Statistics for Linguistics Research
CUNY Graduate Center – Fall 2025
- Instructor: Prof. Spencer Caplan
- Practicum leader: Matt Malone
- Lecture: Monday 4:15-6:15, GC 7314
- Practicum: Thursday 11:45-1:45, GC 7395
- Office hours: Thursdays 3:15-4:15, GC 7400.02 and by appt
Synopsis
This class provides an introduction to statistical and quantitative data analysis from various areas in linguistics research. Topics covered include probability, descriptive and inferential statistics, hypothesis testing, analyses of variance, regression models (linear, logistic, and mixed-effects), and approaches to corpus and experimental data. Students will learn to use the R statistical environment and a wide variety of methods for data wrangling, visualization, and statistical inference, and will gain experience with best practices for clearly and fairly reporting results. Emphasis will be placed on developing statistical reasoning, understanding the assumptions behind common tests, and critically evaluating methods in the (psycho)linguistics literature.
Objectives
By the end of the course students will be able to:- Use R to import, organize, and manipulate linguistic data.

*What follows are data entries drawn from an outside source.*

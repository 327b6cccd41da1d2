use serde::{Deserialize, Serialize};
use uuid::Uuid;

/// Unique identifier for a booking.
///
/// Wraps a UUID so booking IDs can't be mixed up with other
/// UUID-based identifiers.
#[derive(Debug, Clone, Copy, PartialEq, Eq, Hash, Serialize, Deserialize)]
#[serde(transparent)]
pub struct BookingId(Uuid);

impl BookingId {
    /// Creates a new random booking ID.
    pub fn new() -> Self {
        Self(Uuid::new_v4())
    }

    /// The all-zero ID. Never assigned to a booking.
    pub fn nil() -> Self {
        Self(Uuid::nil())
    }

    /// Creates a booking ID from an existing UUID.
    pub fn from_uuid(uuid: Uuid) -> Self {
        Self(uuid)
    }

    /// Returns the underlying UUID.
    pub fn as_uuid(&self) -> Uuid {
        self.0
    }

    pub fn is_nil(&self) -> bool {
        self.0.is_nil()
    }
}

impl Default for BookingId {
    fn default() -> Self {
        Self::new()
    }
}

impl std::fmt::Display for BookingId {
    fn fmt(&self, f: &mut std::fmt::Formatter<'_>) -> std::fmt::Result {
        write!(f, "{}", self.0)
    }
}

impl From<Uuid> for BookingId {
    fn from(uuid: Uuid) -> Self {
        Self(uuid)
    }
}

impl From<BookingId> for Uuid {
    fn from(id: BookingId) -> Self {
        id.0
    }
}
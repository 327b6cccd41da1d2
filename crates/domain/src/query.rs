//! Read-only lookups of availability and prices.

use std::sync::Arc;

use chrono::NaiveDate;
use common::{DateRange, Money};
use inventory_store::InventoryStore;

use crate::error::{ReservationError, Result};
use crate::validation::{Clock, RangePolicy};

/// Free spaces on one day.
#[derive(Debug, Clone, Copy, PartialEq, Eq)]
pub struct DayAvailability {
    pub date: NaiveDate,
    pub available_spaces: i32,
}

/// Price of one day.
#[derive(Debug, Clone, Copy, PartialEq, Eq)]
pub struct DayPrice {
    pub date: NaiveDate,
    pub price: Money,
}

/// Answers availability and price questions from stored per-day rows.
///
/// Nothing is cached; every call reads the store.
pub struct QueryService<S: InventoryStore> {
    store: S,
    policy: RangePolicy,
    clock: Arc<dyn Clock>,
}

impl<S: InventoryStore> QueryService<S> {
    pub fn new(store: S, policy: RangePolicy, clock: Arc<dyn Clock>) -> Self {
        Self {
            store,
            policy,
            clock,
        }
    }

    /// Free spaces per day, in date order.
    ///
    /// Any well-ordered range is accepted, including past days; days without
    /// inventory rows are left out.
    #[tracing::instrument(skip(self))]
    pub async fn availability(
        &self,
        start: NaiveDate,
        end: NaiveDate,
    ) -> Result<Vec<DayAvailability>> {
        let range = DateRange::new(start, end).ok_or_else(|| {
            ReservationError::InvalidRange(format!("end date {end} is before start date {start}"))
        })?;

        let days = self.store.inventory(range).await?;
        Ok(days
            .into_iter()
            .map(|day| DayAvailability {
                date: day.date,
                available_spaces: day.available_spaces(),
            })
            .collect())
    }

    /// Price per day, in date order. The range must pass the booking policy.
    #[tracing::instrument(skip(self))]
    pub async fn prices(&self, start: NaiveDate, end: NaiveDate) -> Result<Vec<DayPrice>> {
        let range = self.policy.validate(start, end, self.clock.today())?;

        let rates = self.store.rates(range).await?;
        Ok(rates
            .into_iter()
            .map(|rate| DayPrice {
                date: rate.date,
                price: rate.price,
            })
            .collect())
    }
}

- Summarize and visualize data using appropriate techniques (e.g., ggplot2, descriptive statistics).
- Select and apply suitable statistical tests (e.g., t-tests, chi-square, ANOVA, linear/logistic regression, mixed-effects models) to linguistic research questions.

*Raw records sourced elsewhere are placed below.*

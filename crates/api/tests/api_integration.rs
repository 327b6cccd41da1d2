//! Integration tests for the API server.

use std::sync::Arc;
use std::sync::OnceLock;

use api::config::Config;
use axum::body::Body;
use axum::http::{Request, StatusCode};
use chrono::NaiveDate;
use domain::FixedClock;
use inventory_store::InMemoryInventoryStore;
use metrics_exporter_prometheus::PrometheusHandle;
use serde_json::{Value, json};
use tower::ServiceExt;

static METRICS_HANDLE: OnceLock<PrometheusHandle> = OnceLock::new();

fn get_metrics_handle() -> PrometheusHandle {
    METRICS_HANDLE
        .get_or_init(|| {
            let builder = metrics_exporter_prometheus::PrometheusBuilder::new();
            builder
                .install_recorder()
                .expect("failed to install Prometheus recorder")
        })
        .clone()
}

fn today() -> NaiveDate {
    NaiveDate::from_ymd_opt(2026, 10, 15).unwrap()
}

fn day(offset: u64) -> String {
    (today() + chrono::Days::new(offset)).to_string()
}

struct TestApp {
    app: axum::Router,
    store: InMemoryInventoryStore,
}

async fn setup() -> TestApp {
    let store = InMemoryInventoryStore::new();
    let state =
        api::create_state_with_clock(store.clone(), &Config::default(), Arc::new(FixedClock(today())));
    state.horizon.fill_missing_days().await.unwrap();
    let app = api::create_app(state, get_metrics_handle());
    TestApp { app, store }
}

async fn send(app: &axum::Router, request: Request<Body>) -> (StatusCode, Value) {
    let response = app.clone().oneshot(request).await.unwrap();
    let status = response.status();
    let body = axum::body::to_bytes(response.into_body(), usize::MAX)
        .await
        .unwrap();
    let json = if body.is_empty() {
        Value::Null
    } else {
        serde_json::from_slice(&body).unwrap_or(Value::Null)
    };
    (status, json)
}

fn get(uri: &str) -> Request<Body> {
    Request::builder().uri(uri).body(Body::empty()).unwrap()
}

fn post_json(uri: &str, body: Value) -> Request<Body> {
    Request::builder()
        .method("POST")
        .uri(uri)
        .header("content-type", "application/json")
        .body(Body::from(serde_json::to_string(&body).unwrap()))
        .unwrap()
}

fn post_empty(uri: &str) -> Request<Body> {
    Request::builder()
        .method("POST")
        .uri(uri)
        .body(Body::empty())
        .unwrap()
}

async fn book(app: &axum::Router, start: &str, end: &str) -> String {
    let (status, json) = send(
        app,
        post_json("/carpark/booking", json!({ "startDate": start, "endDate": end })),
    )
    .await;
    assert_eq!(status, StatusCode::CREATED, "unexpected body: {json}");
    json["id"].as_str().unwrap().to_string()
}

async fn available(app: &axum::Router, start: &str, end: &str) -> Vec<i64> {
    let (status, json) = send(
        app,
        get(&format!(
            "/carpark/availability?startDate={start}&endDate={end}"
        )),
    )
    .await;
    assert_eq!(status, StatusCode::OK);
    json.as_array()
        .unwrap()
        .iter()
        .map(|d| d["availableSpaces"].as_i64().unwrap())
        .collect()
}

#[tokio::test]
async fn test_health_check() {
    let t = setup().await;
    let (status, json) = send(&t.app, get("/health")).await;
    assert_eq!(status, StatusCode::OK);
    assert_eq!(json["status"], "ok");
    assert_eq!(json["today"], "2026-10-15");
}

#[tokio::test]
async fn test_metrics_endpoint() {
    let t = setup().await;
    book(&t.app, &day(1), &day(1)).await;

    let response = t.app.clone().oneshot(get("/metrics")).await.unwrap();
    assert_eq!(response.status(), StatusCode::OK);
    let body = axum::body::to_bytes(response.into_body(), usize::MAX)
        .await
        .unwrap();
    let text = String::from_utf8(body.to_vec()).unwrap();
    assert!(text.contains("bookings_created_total"));
}

mod prices {
    use super::*;

    #[tokio::test]
    async fn test_prices_for_range() {
        let t = setup().await;
        let (status, json) = send(
            &t.app,
            get(&format!(
                "/carpark/prices?startDate={}&endDate={}",
                day(0),
                day(10)
            )),
        )
        .await;

        assert_eq!(status, StatusCode::OK);
        let prices = json.as_array().unwrap();
        assert_eq!(prices.len(), 11);
        assert_eq!(prices[0]["date"], day(0));
        assert_eq!(prices[10]["date"], day(10));
        assert_eq!(prices[0]["price"], "15.00");
        assert_eq!(prices[0]["priceCents"], 1500);
    }

    #[tokio::test]
    async fn test_prices_reject_past_start() {
        let t = setup().await;
        let (status, json) = send(
            &t.app,
            get("/carpark/prices?startDate=2026-10-14&endDate=2026-10-20"),
        )
        .await;
        assert_eq!(status, StatusCode::BAD_REQUEST);
        assert!(json["error"].is_string());
    }

    #[tokio::test]
    async fn test_prices_reject_bad_format() {
        let t = setup().await;
        let (status, json) = send(
            &t.app,
            get("/carpark/prices?startDate=20/10/2026&endDate=2026-10-20"),
        )
        .await;
        assert_eq!(status, StatusCode::BAD_REQUEST);
        assert_eq!(
            json["error"],
            "startDate was not supplied in yyyy-MM-dd format"
        );
    }

    #[tokio::test]
    async fn test_prices_reject_beyond_horizon() {
        let t = setup().await;
        let (status, _) = send(
            &t.app,
            get("/carpark/prices?startDate=2026-10-20&endDate=2028-10-16"),
        )
        .await;
        assert_eq!(status, StatusCode::BAD_REQUEST);
    }
}

mod availability {
    use super::*;

    #[tokio::test]
    async fn test_full_and_empty_days_in_date_order() {
        let t = setup().await;
        t.store
            .set_reserved(today() + chrono::Days::new(3), 10)
            .await
            .unwrap();

        let (status, json) = send(
            &t.app,
            get(&format!(
                "/carpark/availability?startDate={}&endDate={}",
                day(3),
                day(4)
            )),
        )
        .await;

        assert_eq!(status, StatusCode::OK);
        assert_eq!(
            json,
            json!([
                { "date": day(3), "availableSpaces": 0 },
                { "date": day(4), "availableSpaces": 10 },
            ])
        );
    }

    #[tokio::test]
    async fn test_missing_dates_rejected() {
        let t = setup().await;
        let (status, json) = send(
            &t.app,
            get(&format!("/carpark/availability?startDate={}", day(1))),
        )
        .await;
        assert_eq!(status, StatusCode::BAD_REQUEST);
        assert_eq!(json["error"], "endDate was not supplied in yyyy-MM-dd format");
    }

    #[tokio::test]
    async fn test_reversed_range_rejected() {
        let t = setup().await;
        let (status, _) = send(
            &t.app,
            get(&format!(
                "/carpark/availability?startDate={}&endDate={}",
                day(5),
                day(2)
            )),
        )
        .await;
        assert_eq!(status, StatusCode::BAD_REQUEST);
    }
}

mod bookings {
    use super::*;

    #[tokio::test]
    async fn test_create_booking_reduces_availability() {
        let t = setup().await;
        let id = book(&t.app, &day(1), &day(2)).await;
        assert!(uuid::Uuid::parse_str(&id).is_ok());

        assert_eq!(available(&t.app, &day(0), &day(3)).await, vec![10, 9, 9, 10]);
    }

    #[tokio::test]
    async fn test_create_booking_on_full_day_rejected() {
        let t = setup().await;
        t.store
            .set_reserved(today() + chrono::Days::new(2), 10)
            .await
            .unwrap();

        let (status, json) = send(
            &t.app,
            post_json(
                "/carpark/booking",
                json!({ "startDate": day(1), "endDate": day(2) }),
            ),
        )
        .await;

        assert_eq!(status, StatusCode::BAD_REQUEST);
        assert!(json["error"].as_str().unwrap().contains(&day(2)));
        assert_eq!(available(&t.app, &day(1), &day(1)).await, vec![10]);
        assert_eq!(t.store.booking_count().await, 0);
    }

    #[tokio::test]
    async fn test_create_booking_in_the_past_rejected() {
        let t = setup().await;
        let (status, _) = send(
            &t.app,
            post_json(
                "/carpark/booking",
                json!({ "startDate": "2026-10-01", "endDate": "2026-10-16" }),
            ),
        )
        .await;
        assert_eq!(status, StatusCode::BAD_REQUEST);
    }

    #[tokio::test]
    async fn test_malformed_json_rejected() {
        let t = setup().await;
        let request = Request::builder()
            .method("POST")
            .uri("/carpark/booking")
            .header("content-type", "application/json")
            .body(Body::from("{ not json"))
            .unwrap();

        let (status, json) = send(&t.app, request).await;
        assert_eq!(status, StatusCode::BAD_REQUEST);
        assert!(json["error"].is_string());
    }

    #[tokio::test]
    async fn test_cancel_booking_restores_availability() {
        let t = setup().await;
        let id = book(&t.app, &day(1), &day(2)).await;

        let (status, json) =
            send(&t.app, post_empty(&format!("/carpark/booking/cancel/{id}"))).await;
        assert_eq!(status, StatusCode::OK);
        assert_eq!(json["id"], id);
        assert_eq!(available(&t.app, &day(1), &day(2)).await, vec![10, 10]);

        let (status, _) =
            send(&t.app, post_empty(&format!("/carpark/booking/cancel/{id}"))).await;
        assert_eq!(status, StatusCode::BAD_REQUEST);
        assert_eq!(available(&t.app, &day(1), &day(2)).await, vec![10, 10]);
    }

    #[tokio::test]
    async fn test_cancel_unknown_or_malformed_id_rejected() {
        let t = setup().await;
        let unknown = uuid::Uuid::new_v4();
        let (status, _) = send(
            &t.app,
            post_empty(&format!("/carpark/booking/cancel/{unknown}")),
        )
        .await;
        assert_eq!(status, StatusCode::BAD_REQUEST);

        let (status, _) = send(&t.app, post_empty("/carpark/booking/cancel/abc")).await;
        assert_eq!(status, StatusCode::BAD_REQUEST);
    }

    #[tokio::test]
    async fn test_amend_booking_moves_reservation() {
        let t = setup().await;
        let id = book(&t.app, &day(1), &day(2)).await;

        let (status, json) = send(
            &t.app,
            post_json(
                "/carpark/booking/edit",
                json!({ "id": id, "startDate": day(2), "endDate": day(4) }),
            ),
        )
        .await;

        assert_eq!(status, StatusCode::OK);
        assert_eq!(json["id"], id);
        assert_eq!(
            available(&t.app, &day(1), &day(4)).await,
            vec![10, 9, 9, 9]
        );
    }

    #[tokio::test]
    async fn test_amend_into_full_day_rejected() {
        let t = setup().await;
        let id = book(&t.app, &day(1), &day(1)).await;
        t.store
            .set_reserved(today() + chrono::Days::new(2), 10)
            .await
            .unwrap();

        let (status, _) = send(
            &t.app,
            post_json(
                "/carpark/booking/edit",
                json!({ "id": id, "startDate": day(1), "endDate": day(2) }),
            ),
        )
        .await;

        assert_eq!(status, StatusCode::BAD_REQUEST);
        assert_eq!(available(&t.app, &day(1), &day(2)).await, vec![9, 0]);

        let (_, json) = send(&t.app, get(&format!("/carpark/booking/{id}"))).await;
        assert_eq!(json["startDate"], day(1));
        assert_eq!(json["endDate"], day(1));
    }

    #[tokio::test]
    async fn test_amend_without_id_rejected() {
        let t = setup().await;
        let (status, json) = send(
            &t.app,
            post_json(
                "/carpark/booking/edit",
                json!({ "startDate": day(1), "endDate": day(2) }),
            ),
        )
        .await;
        assert_eq!(status, StatusCode::BAD_REQUEST);
        assert_eq!(json["error"], "id was not supplied");
    }

    #[tokio::test]
    async fn test_get_booking() {
        let t = setup().await;
        let id = book(&t.app, &day(1), &day(3)).await;

        let (status, json) = send(&t.app, get(&format!("/carpark/booking/{id}"))).await;
        assert_eq!(status, StatusCode::OK);
        assert_eq!(json["id"], id);
        assert_eq!(json["startDate"], day(1));
        assert_eq!(json["endDate"], day(3));
        assert_eq!(json["status"], "confirmed");

        send(&t.app, post_empty(&format!("/carpark/booking/cancel/{id}"))).await;
        let (_, json) = send(&t.app, get(&format!("/carpark/booking/{id}"))).await;
        assert_eq!(json["status"], "cancelled");
    }

    #[tokio::test]
    async fn test_get_unknown_booking_returns_404() {
        let t = setup().await;
        let unknown = uuid::Uuid::new_v4();
        let (status, json) = send(&t.app, get(&format!("/carpark/booking/{unknown}"))).await;
        assert_eq!(status, StatusCode::NOT_FOUND);
        assert!(json["error"].is_string());
    }
}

- Interpret and report statistical results clearly, rigorously, and reproducibly (e.g., effect sizes, confidence intervals, assumptions).
- Critically evaluate statistical methods and claims in published linguistics research.
- Apply statistical reasoning to the design and analysis of both experimental and corpus-based studies.
Materials
Readings will be assigned throughout the term and posted to the course schedule, although there will be no official "textbook." Readings are intended to provide additional background and details to the lectures, and as such, students can choose to consume the readings either before or after the associated lecture depending on their personal preferences.
Assignments
Regular assignments will take the form of small software projects for which you will submit valid R code to solve some given problem. We will use Slack for assignment turn-in (messaging Spencer with your submission).
There will be one in-class (pencil and paper) midterm during the middle of the semester (exact timing and details to follow).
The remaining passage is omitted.